LG Köln, Urt. 2.12.2016 - 10 S 99/16

Keine erneute Fristsetzung bei Bestreiten der Pflichtverletzung

Autor: RiLG Dr.jur.Dr.phil. Andrik Abramenko, Idstein
Aus: Miet-Rechtsberater, Heft 07/2017
Das über mehrere Jahre hinweg trotz vielfacher Beanstandungen fortgesetzte Abstellen von Gegenständen im Treppenhaus berechtigt zur ordentlichen Kündigung nach § 573 Abs. 2 Nr. 1 BGB. Kündigt der Vermieter zunächst eine mildere Maßnahme wie etwa eine Unterlassungsklage an, ist die Räumungsklage ohne erneute Abmahnung oder Setzung einer Abhilfefrist rechtsmissbräuchlich. Das gilt aber nicht, wenn eine erneute Fristsetzung ohnehin entbehrlich wäre, weil der Mieter die Pflichtverletzung bestreitet.

LG Köln, Urt. v. 2.12.2016 - 10 S 99/16

Vorinstanz: AG Köln - 213 C 193/15

BGB § 573 Abs. 2 Nr. 1

Das Problem

Die Parteien streiten um die Räumung von Wohnraum. Die Mieterin stellte trotz entgegenstehender Aufforderungen ihrer Vermieterin v. 24.11.2008, 15.3.2010, 23.1.2013, 4.9.2013, 6.3.2015, 17.4.2014, 14.4.2015 und zuletzt v. 30.4.2015 seit Jahren Gegenstände wie Kartons, ein Schuhregal und 5-Litergefäße im Treppenhaus des Mehrfamilienhauses ab. Hierzu hielt sie sich zuletzt deswegen für berechtigt, weil es in der Wohnung ihrer Mutter zu Wasserschäden gekommen war. Durch dieses Abstellen von Gegenständen wurde der Hausfrieden in nicht näher mitgeteilter Weise gestört. Die Vermieterin setzte ihr mit Schreiben v. 30.4.2015 eine Frist zur Beseitigung der abgestellten Gegenstände und kündigte für den Fall der Zuwiderhandlung eine „Klage auf Unterlassung der Nutzung des Hausflurbereichs” an. Die Mieterin vertrat weiterhin den Standpunkt, zu der beanstandeten Nutzung des Treppenhauses berechtigt zu sein. Hierauf kündigte die Vermieterin mit Schreiben v. 11.8.2015 außerordentlich, hilfsweise ordentlich. Das AG wies die Räumungsklage der Vermieterin ab. Hiergegen richtet sich deren Berufung.

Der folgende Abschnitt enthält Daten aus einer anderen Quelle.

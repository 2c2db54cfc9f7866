use crate::api::ReportApi;
use crate::app::cli::ReportArgs;
use crate::app::state::AppState;
use crate::report::render::render_section;
use crate::report::sections::{DistributionFilter, ForecastFilter};

use super::common::map_api_error;

// ==========================================
// 报表命令
// ==========================================

/// 挂载全部分区 -> 应用过滤 -> 预览或导出
pub async fn report(state: &AppState, args: ReportArgs) -> Result<String, String> {
    let mut api = state.report_api();
    api.mount_all().await;
    apply_filters(&mut api, &args).await?;

    if args.sections.is_empty() {
        api.composer_mut().select_all(true);
    } else {
        for key in &args.sections {
            api.composer_mut().set(*key, true);
        }
    }

    if args.preview {
        let selected = api.composer().selected();
        let views: Vec<String> = api
            .views()
            .iter()
            .filter(|v| selected.contains(&v.key))
            .map(render_section)
            .collect();
        return Ok(views.join("\n\n"));
    }

    let path = api
        .export_to(
            args.format,
            &state.config.output_dir(),
            args.file_name.as_deref(),
        )
        .map_err(map_api_error)?;
    Ok(format!("Report written to {}", path.display()))
}

async fn apply_filters(api: &mut ReportApi, args: &ReportArgs) -> Result<(), String> {
    api.set_forecast_filter(ForecastFilter {
        from_date: args.forecast_from.clone(),
        to_date: args.forecast_to.clone(),
        rice_type: args.forecast_rice_type.clone(),
    })
    .map_err(map_api_error)?;

    api.set_impact_status(&args.impact_status);

    // 任一端给出即重新获取，缺失的一端不下发
    if args.breakdown_from.is_some() || args.breakdown_to.is_some() {
        api.set_breakdown_range(
            args.breakdown_from.as_deref().unwrap_or(""),
            args.breakdown_to.as_deref().unwrap_or(""),
        )
        .await
        .map_err(map_api_error)?;
    }

    api.set_distribution_filter(DistributionFilter {
        from_date: args.distribution_from.clone(),
        to_date: args.distribution_to.clone(),
        warehouse: args.warehouse.clone(),
    })
    .map_err(map_api_error)?;
    Ok(())
}
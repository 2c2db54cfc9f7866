// ==========================================
// 米厂报表客户端 - 销售数据获取
// ==========================================

use crate::client::error::{ClientError, ClientResult};
use crate::client::session::ApiSession;
use crate::client::transport::ApiRequest;
use crate::domain::sales::{
    DataRange, ManualEntry, SalesQuery, SalesRecordUpdate, SalesTableData, SalesTablePage,
    SearchDataRequest, SearchDataRow,
};
use crate::domain::types::Role;
use serde_json::{json, Value};

#[derive(Clone)]
pub struct SalesClient {
    session: ApiSession,
}

impl SalesClient {
    pub fn new(session: ApiSession) -> Self {
        Self { session }
    }

    /// GET /user/sales/table（服务端过滤/排序/分页）
    pub async fn fetch_user_table(&self, query: &SalesQuery) -> ClientResult<SalesTablePage> {
        let request = ApiRequest::get("/user/sales/table").query(query.to_query_pairs());
        self.session.fetch_as(Role::User, request).await
    }

    /// GET /admin/sales/table（服务端只过滤）
    pub async fn fetch_admin_table(&self, query: &SalesQuery) -> ClientResult<SalesTableData> {
        let mut pairs = query.filter_pairs();
        pairs.push(("sort_field".to_string(), query.sort_field.clone()));
        pairs.push(("sort_order".to_string(), query.sort_order.as_str().to_string()));
        let request = ApiRequest::get("/admin/sales/table").query(pairs);
        self.session.fetch_as(Role::Admin, request).await
    }

    /// PUT /admin/sales/update/{id}
    pub async fn update_record(&self, id: &str, update: &SalesRecordUpdate) -> ClientResult<Value> {
        let body = serde_json::to_value(update)
            .map_err(|e| ClientError::InvalidRequest(e.to_string()))?;
        let request = ApiRequest::put(format!("/admin/sales/update/{}", id)).body(body);
        self.session.send_as(Role::Admin, request).await
    }

    /// POST /manual-entry（后端接收数组）
    pub async fn submit_manual_entry(&self, entries: &[ManualEntry]) -> ClientResult<Value> {
        let body = serde_json::to_value(entries)
            .map_err(|e| ClientError::InvalidRequest(e.to_string()))?;
        self.session
            .send_as(Role::User, ApiRequest::post("/manual-entry").body(body))
            .await
    }

    /// POST /shop-closed
    pub async fn mark_shop_closed(&self, date: &str) -> ClientResult<Value> {
        self.session
            .send_as(
                Role::User,
                ApiRequest::post("/shop-closed").body(json!({ "date": date })),
            )
            .await
    }

    /// POST /search-data
    pub async fn search_data(&self, request: &SearchDataRequest) -> ClientResult<Vec<SearchDataRow>> {
        let body = serde_json::to_value(request)
            .map_err(|e| ClientError::InvalidRequest(e.to_string()))?;
        self.session
            .fetch_as(Role::User, ApiRequest::post("/search-data").body(body))
            .await
    }

    /// GET /data-range
    pub async fn fetch_data_range(&self) -> ClientResult<DataRange> {
        self.session
            .fetch_as(Role::User, ApiRequest::get("/data-range"))
            .await
    }
}
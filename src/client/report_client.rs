// ==========================================
// 米厂报表客户端 - 报表分区数据获取
// ==========================================
// 每个分区对应一个资源，一次调用一次请求
// ==========================================

use crate::client::error::ClientResult;
use crate::client::session::ApiSession;
use crate::client::transport::ApiRequest;
use crate::domain::forecast::{ForecastPoint, ModelInfo};
use crate::domain::inventory::{InventoryBatch, InventoryImpactRow};
use crate::domain::report::{ReportSummary, RiceBreakdown};
use crate::domain::types::Role;

#[derive(Clone)]
pub struct ReportClient {
    session: ApiSession,
}

impl ReportClient {
    pub fn new(session: ApiSession) -> Self {
        Self { session }
    }

    /// GET /report-summary
    pub async fn fetch_summary(&self) -> ClientResult<ReportSummary> {
        self.session
            .fetch_as(Role::User, ApiRequest::get("/report-summary"))
            .await
    }

    /// GET /model-info（含每个米种的 MAE / R²）
    pub async fn fetch_model_info(&self) -> ClientResult<ModelInfo> {
        self.session
            .fetch_as(Role::User, ApiRequest::get("/model-info"))
            .await
    }

    /// GET /forecast-data
    pub async fn fetch_forecast_points(&self) -> ClientResult<Vec<ForecastPoint>> {
        self.session
            .fetch_as(Role::User, ApiRequest::get("/forecast-data"))
            .await
    }

    /// GET /inventory-impact
    pub async fn fetch_inventory_impact(&self) -> ClientResult<Vec<InventoryImpactRow>> {
        self.session
            .fetch_as(Role::User, ApiRequest::get("/inventory-impact"))
            .await
    }

    /// GET /rice-breakdown?from_date=&to_date=
    ///
    /// # 参数
    /// - 空白日期不下发
    pub async fn fetch_rice_breakdown(&self, from_date: &str, to_date: &str) -> ClientResult<RiceBreakdown> {
        let mut query = Vec::new();
        if !from_date.trim().is_empty() {
            query.push(("from_date".to_string(), from_date.trim().to_string()));
        }
        if !to_date.trim().is_empty() {
            query.push(("to_date".to_string(), to_date.trim().to_string()));
        }
        self.session
            .fetch_as(Role::User, ApiRequest::get("/rice-breakdown").query(query))
            .await
    }

    /// GET /inventory-distribution
    pub async fn fetch_inventory_distribution(&self) -> ClientResult<Vec<InventoryBatch>> {
        self.session
            .fetch_as(Role::User, ApiRequest::get("/inventory-distribution"))
            .await
    }
}
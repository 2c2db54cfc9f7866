// ==========================================
// 米厂报表客户端 - 配置层
// ==========================================
// 职责: 客户端配置管理,支持多级覆写
// 来源: 内置默认值 / RICE_MILL_* 环境变量 / 命令行参数
// ==========================================

pub mod config_manager;

// 重导出核心配置管理器
pub use config_manager::{config_keys, default_db_path, ConfigLayer, ConfigManager};
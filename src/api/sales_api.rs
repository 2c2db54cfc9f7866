// ==========================================
// 米厂报表客户端 - 销售 API
// ==========================================
// 职责:
// - 用户端销售表（服务端过滤/排序/分页）
// - 管理端销售表（服务端过滤，客户端分页，CSV 导出，更新后重新获取）
// - 手工录入、闭店登记、数据检索
// ==========================================

use serde_json::Value;

use crate::api::error::{ApiError, ApiResult};
use crate::api::validator::{
    validate_date_range, validate_iso_date, validate_manual_entry, validate_non_blank,
    validate_sales_update,
};
use crate::client::SalesClient;
use crate::domain::sales::{
    AdminSalesRow, DataRange, ManualEntry, SalesQuery, SalesRecord, SalesRecordUpdate, SearchDataRequest,
    SearchDataRow,
};
use crate::engine::table_query::{normalize_total_pages, paginate, Page};
use crate::export::csv_export;
use crate::perf::PerfGuard;
use crate::report::render::TableView;

/// 检索结果导出文件名
pub const SEARCH_EXPORT_FILE_NAME: &str = "filtered_sales_data.csv";
/// 管理端销售表导出文件名
pub const ADMIN_SALES_EXPORT_FILE_NAME: &str = "sales_data.csv";

/// 管理端销售表: 全量过滤结果 + 当前页
#[derive(Debug, Clone, PartialEq)]
pub struct AdminSalesTable {
    pub records: Vec<SalesRecord>,
    pub page: Page<SalesRecord>,
}

impl AdminSalesTable {
    pub fn view(&self) -> TableView {
        let rows = AdminSalesRow::wrap_all(&self.page.items);
        TableView::from_rows(&rows, self.page.page, self.page.total_pages)
    }
}

pub struct SalesApi {
    client: SalesClient,
    page_size: usize,
}

impl SalesApi {
    /// # 参数
    /// - page_size: 管理端客户端分页大小
    pub fn new(client: SalesClient, page_size: usize) -> Self {
        Self {
            client,
            page_size: page_size.max(1),
        }
    }

    pub fn page_size(&self) -> usize {
        self.page_size
    }

    // ==========================================
    // 用户端
    // ==========================================

    /// 用户端销售表一页
    ///
    /// # 返回
    /// 服务端返回 pages=0 时按 1 页处理
    pub async fn user_table(&self, query: &SalesQuery) -> ApiResult<TableView> {
        validate_date_range(&query.from_date, &query.to_date)?;
        let _perf = PerfGuard::new("sales_api.user_table");

        let resp = self.client.fetch_user_table(query).await?;
        let pages = normalize_total_pages(resp.pages) as usize;
        tracing::debug!(rows = resp.data.len(), pages, "用户端销售表");
        let page = (query.page.max(1) as usize).min(pages);
        Ok(TableView::from_rows(&resp.data, page, pages))
    }

    // ==========================================
    // 管理端
    // ==========================================

    pub async fn admin_records(&self, query: &SalesQuery) -> ApiResult<Vec<SalesRecord>> {
        validate_date_range(&query.from_date, &query.to_date)?;
        let resp = self.client.fetch_admin_table(query).await?;
        Ok(resp.data)
    }

    /// 管理端销售表，在客户端切出第 page 页
    pub async fn admin_table(&self, query: &SalesQuery, page: usize) -> ApiResult<AdminSalesTable> {
        let _perf = PerfGuard::new("sales_api.admin_table");
        let records = self.admin_records(query).await?;
        let page = paginate(&records, self.page_size, page);
        Ok(AdminSalesTable { records, page })
    }

    /// 管理端销售表 CSV（全部过滤结果，可见列）
    pub async fn export_admin_csv(&self, query: &SalesQuery) -> ApiResult<Vec<u8>> {
        let records = self.admin_records(query).await?;
        Ok(csv_export::write_table(&AdminSalesRow::wrap_all(&records))?)
    }

    /// 更新一条记录后重新获取整表
    pub async fn update_record(
        &self,
        id: &str,
        update: &SalesRecordUpdate,
        query: &SalesQuery,
    ) -> ApiResult<Vec<SalesRecord>> {
        validate_non_blank("id", id)?;
        validate_sales_update(update)?;

        self.client.update_record(id.trim(), update).await?;
        tracing::info!(id, "销售记录已更新");
        self.admin_records(query).await
    }

    // ==========================================
    // 录入
    // ==========================================

    pub async fn submit_manual_entries(&self, entries: &[ManualEntry]) -> ApiResult<Value> {
        if entries.is_empty() {
            return Err(ApiError::ValidationError("没有可提交的记录".to_string()));
        }
        for entry in entries {
            validate_manual_entry(entry)?;
        }
        let resp = self.client.submit_manual_entry(entries).await?;
        tracing::info!(count = entries.len(), "手工录入已提交");
        Ok(resp)
    }

    pub async fn mark_shop_closed(&self, date: &str) -> ApiResult<Value> {
        validate_iso_date("date", date)?;
        let resp = self.client.mark_shop_closed(date.trim()).await?;
        tracing::info!(date, "闭店已登记");
        Ok(resp)
    }

    // ==========================================
    // 数据检索
    // ==========================================

    pub async fn search(&self, request: &SearchDataRequest) -> ApiResult<Vec<SearchDataRow>> {
        validate_non_blank("rice_type", &request.rice_type)?;
        validate_date_range(&request.from_date, &request.to_date)?;
        Ok(self.client.search_data(request).await?)
    }

    /// 检索结果 CSV（filtered_sales_data.csv）
    pub fn export_search_csv(&self, rows: &[SearchDataRow]) -> ApiResult<Vec<u8>> {
        Ok(csv_export::write_table(rows)?)
    }

    pub async fn data_range(&self) -> ApiResult<DataRange> {
        Ok(self.client.fetch_data_range().await?)
    }
}
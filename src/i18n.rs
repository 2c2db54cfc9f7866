// ==========================================
// 国际化 (i18n) 模块
// ==========================================
// 使用 rust-i18n 库
// 支持英文（默认）和中文
// ==========================================
// 注意: rust_i18n::i18n! 宏已在 lib.rs 中初始化
// ==========================================

/// 支持的语言
pub const SUPPORTED_LOCALES: [&str; 2] = ["en", "zh-CN"];

pub fn is_supported_locale(locale: &str) -> bool {
    SUPPORTED_LOCALES.contains(&locale)
}

/// 获取当前语言
pub fn current_locale() -> String {
    rust_i18n::locale().to_string()
}

/// 设置语言
///
/// # 参数
/// - locale: 语言代码（"en" 或 "zh-CN"）；不支持的语言忽略
pub fn set_locale(locale: &str) {
    if is_supported_locale(locale) {
        rust_i18n::set_locale(locale);
    } else {
        tracing::warn!(locale, "不支持的语言，保持当前设置");
    }
}

/// 翻译消息（无参数）
///
/// # 示例
/// ```no_run
/// use rice_mill_report::i18n::t;
/// let msg = t("table.no_records");
/// ```
pub fn t(key: &str) -> String {
    rust_i18n::t!(key).to_string()
}

/// 翻译消息（带参数）
///
/// # 示例
/// ```no_run
/// use rice_mill_report::i18n::t_with_args;
/// let msg = t_with_args("table.page_of", &[("page", "1"), ("pages", "3")]);
/// ```
pub fn t_with_args(key: &str, args: &[(&str, &str)]) -> String {
    fill_args(rust_i18n::t!(key).to_string(), args)
}

/// 指定语言翻译，不修改全局语言
pub fn t_in(locale: &str, key: &str, args: &[(&str, &str)]) -> String {
    fill_args(rust_i18n::t!(key, locale = locale).to_string(), args)
}

fn fill_args(mut result: String, args: &[(&str, &str)]) -> String {
    for (k, v) in args {
        let placeholder = format!("%{{{}}}", k);
        result = result.replace(&placeholder, v);
    }
    result
}
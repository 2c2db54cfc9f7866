// ==========================================
// 米厂报表客户端 - 分区过滤结果存储
// ==========================================
// 职责: 各分区按自己的键发布当前过滤结果，导出时读取
// 语义: 每个键 last-write-wins,无版本无 diff
// ==========================================

use crate::domain::forecast::{AccuracyMetric, ForecastPoint};
use crate::domain::inventory::{InventoryBatch, InventoryImpactRow};
use crate::domain::report::{ReportSummary, RiceBreakdownRow};
use crate::domain::types::SectionKey;
use std::collections::BTreeMap;
use std::sync::{Arc, Mutex};

// ==========================================
// SectionData - 单个分区的过滤结果
// ==========================================
#[derive(Debug, Clone, PartialEq)]
pub enum SectionData {
    Summary(Option<ReportSummary>),
    Accuracy(Vec<AccuracyMetric>),
    ForecastTable(Vec<ForecastPoint>),
    InventoryImpact(Vec<InventoryImpactRow>),
    RiceBreakdown(Vec<RiceBreakdownRow>),
    InventoryDistribution(Vec<InventoryBatch>),
}

impl SectionData {
    /// 指定分区的空结果
    pub fn empty(key: SectionKey) -> Self {
        match key {
            SectionKey::Summary => SectionData::Summary(None),
            SectionKey::Accuracy => SectionData::Accuracy(Vec::new()),
            SectionKey::ForecastTable => SectionData::ForecastTable(Vec::new()),
            SectionKey::InventoryImpact => SectionData::InventoryImpact(Vec::new()),
            SectionKey::RiceBreakdown => SectionData::RiceBreakdown(Vec::new()),
            SectionKey::InventoryDistribution => SectionData::InventoryDistribution(Vec::new()),
        }
    }

    pub fn key(&self) -> SectionKey {
        match self {
            SectionData::Summary(_) => SectionKey::Summary,
            SectionData::Accuracy(_) => SectionKey::Accuracy,
            SectionData::ForecastTable(_) => SectionKey::ForecastTable,
            SectionData::InventoryImpact(_) => SectionKey::InventoryImpact,
            SectionData::RiceBreakdown(_) => SectionKey::RiceBreakdown,
            SectionData::InventoryDistribution(_) => SectionKey::InventoryDistribution,
        }
    }

    /// 行数（汇总分区有数据时计为 1）
    pub fn len(&self) -> usize {
        match self {
            SectionData::Summary(s) => usize::from(s.is_some()),
            SectionData::Accuracy(v) => v.len(),
            SectionData::ForecastTable(v) => v.len(),
            SectionData::InventoryImpact(v) => v.len(),
            SectionData::RiceBreakdown(v) => v.len(),
            SectionData::InventoryDistribution(v) => v.len(),
        }
    }

    pub fn is_empty(&self) -> bool {
        self.len() == 0
    }
}

/// 分区发布回调
pub type OnFilteredChange = Arc<dyn Fn(SectionData) + Send + Sync>;

/// 不关心发布结果时使用
pub fn discard() -> OnFilteredChange {
    Arc::new(|_| {})
}

// ==========================================
// FilteredSubsetStore - 按键保存最近一次发布
// ==========================================
#[derive(Default)]
pub struct FilteredSubsetStore {
    inner: Mutex<StoreInner>,
}

#[derive(Default)]
struct StoreInner {
    latest: BTreeMap<SectionKey, SectionData>,
    publish_counts: BTreeMap<SectionKey, usize>,
}

impl FilteredSubsetStore {
    pub fn new() -> Arc<Self> {
        Arc::new(Self::default())
    }

    /// 覆盖该分区的结果
    pub fn publish(&self, data: SectionData) {
        let key = data.key();
        tracing::debug!(section = %key, rows = data.len(), "分区过滤结果更新");
        if let Ok(mut inner) = self.inner.lock() {
            *inner.publish_counts.entry(key).or_insert(0) += 1;
            inner.latest.insert(key, data);
        } else {
            tracing::warn!(section = %key, "分区结果存储锁已损坏，丢弃本次发布");
        }
    }

    /// 读取该分区最近一次发布；未发布过返回空结果
    pub fn get(&self, key: SectionKey) -> SectionData {
        self.inner
            .lock()
            .ok()
            .and_then(|inner| inner.latest.get(&key).cloned())
            .unwrap_or_else(|| SectionData::empty(key))
    }

    /// 该分区累计发布次数
    pub fn publish_count(&self, key: SectionKey) -> usize {
        self.inner
            .lock()
            .ok()
            .and_then(|inner| inner.publish_counts.get(&key).copied())
            .unwrap_or(0)
    }

    /// 生成写入本存储的回调
    pub fn subscriber(self: &Arc<Self>) -> OnFilteredChange {
        let store = Arc::clone(self);
        Arc::new(move |data| store.publish(data))
    }
}

#[cfg(test)]
mod tests {
    use super::*;

    fn batch(warehouse: &str) -> InventoryBatch {
        InventoryBatch {
            id: None,
            rice_type: "R".to_string(),
            quantity: 1.0,
            warehouse: warehouse.to_string(),
            batch_no: "B".to_string(),
            date_received: "2025-01-01".to_string(),
        }
    }

    #[test]
    fn test_last_write_wins() {
        let store = FilteredSubsetStore::new();
        let cb = store.subscriber();
        cb(SectionData::InventoryDistribution(vec![batch("W1"), batch("W2")]));
        cb(SectionData::InventoryDistribution(vec![batch("W2")]));

        assert_eq!(store.get(SectionKey::InventoryDistribution).len(), 1);
        assert_eq!(store.publish_count(SectionKey::InventoryDistribution), 2);
    }

    #[test]
    fn test_unpublished_is_empty() {
        let store = FilteredSubsetStore::new();
        assert!(store.get(SectionKey::Accuracy).is_empty());
        assert_eq!(store.get(SectionKey::Summary), SectionData::Summary(None));
    }
}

Die Entscheidung des Gerichts

Das Rechtsmittel hatte Erfolg. Das Abstellen von Gegenständen im Treppenhaus ist eine erhebliche Pflichtverletzung, die jedenfalls zur ordentlichen Kündigung berechtigt. Denn eine Kündigung nach § 573 Abs. 2 Nr. 1 BGB ist nicht erst dann gegeben, wenn Gründe vorliegen, die auch zu einer fristlosen Kündigung berechtigt hätten. Insbesondere ist nicht zu verlangen, dass dem Vermieter bereits die Fortsetzung des Mietverhältnisses bis zum nächstmöglichen ordentlichen Kündigungstermin unzumutbar ist. Nach diesen Maßstäben ist die ordentliche Kündigung hier berechtigt. Denn die Mieterin widersetzte sich über Jahre dem vielfach wiederholten Beseitigungsverlangen ihrer Vermieterin. Daher ist eine ordentliche Kündigung bei Abwägung der beiderseitigen Interessen berechtigt. Denn das Treppenhaus ist im Brandfall ein Fluchtweg. Der Vermieter ist daher schon aus Gründen des Brandschutzes gehalten, dieses freizuhalten.

Die Kündigung ist auch nicht deswegen rechtsmissbräuchlich, weil die Vermieterin zunächst nur eine Unterlassungsklage angekündigt hat. Zwar kann die Kündigung grundsätzlich nicht sofort erfolgen, wenn zunächst unter Fristsetzung nur eine mildere Maßnahme angekündigt war. Dann muss erst eine erneute Abhilfefrist gesetzt werden. Das gilt aber nicht, wenn eine neue Fristsetzung ohnehin entbehrlich wäre. Das ist hier der Fall, da die Mieterin die Pflichtverletzung bis in den Räumungsprozess bestritten hat. Dann ist die Kündigung selbst in Fällen widersprüchlichen Verhaltens ohne erneute Abmahnung bzw. Fristsetzung zulässig (BGH, Urt. v. 13.6.2007 – VIII ZR 281/06, MietRB 2007, 257 f. = MDR 2007, 1182 f. = ZMR 2007, 687).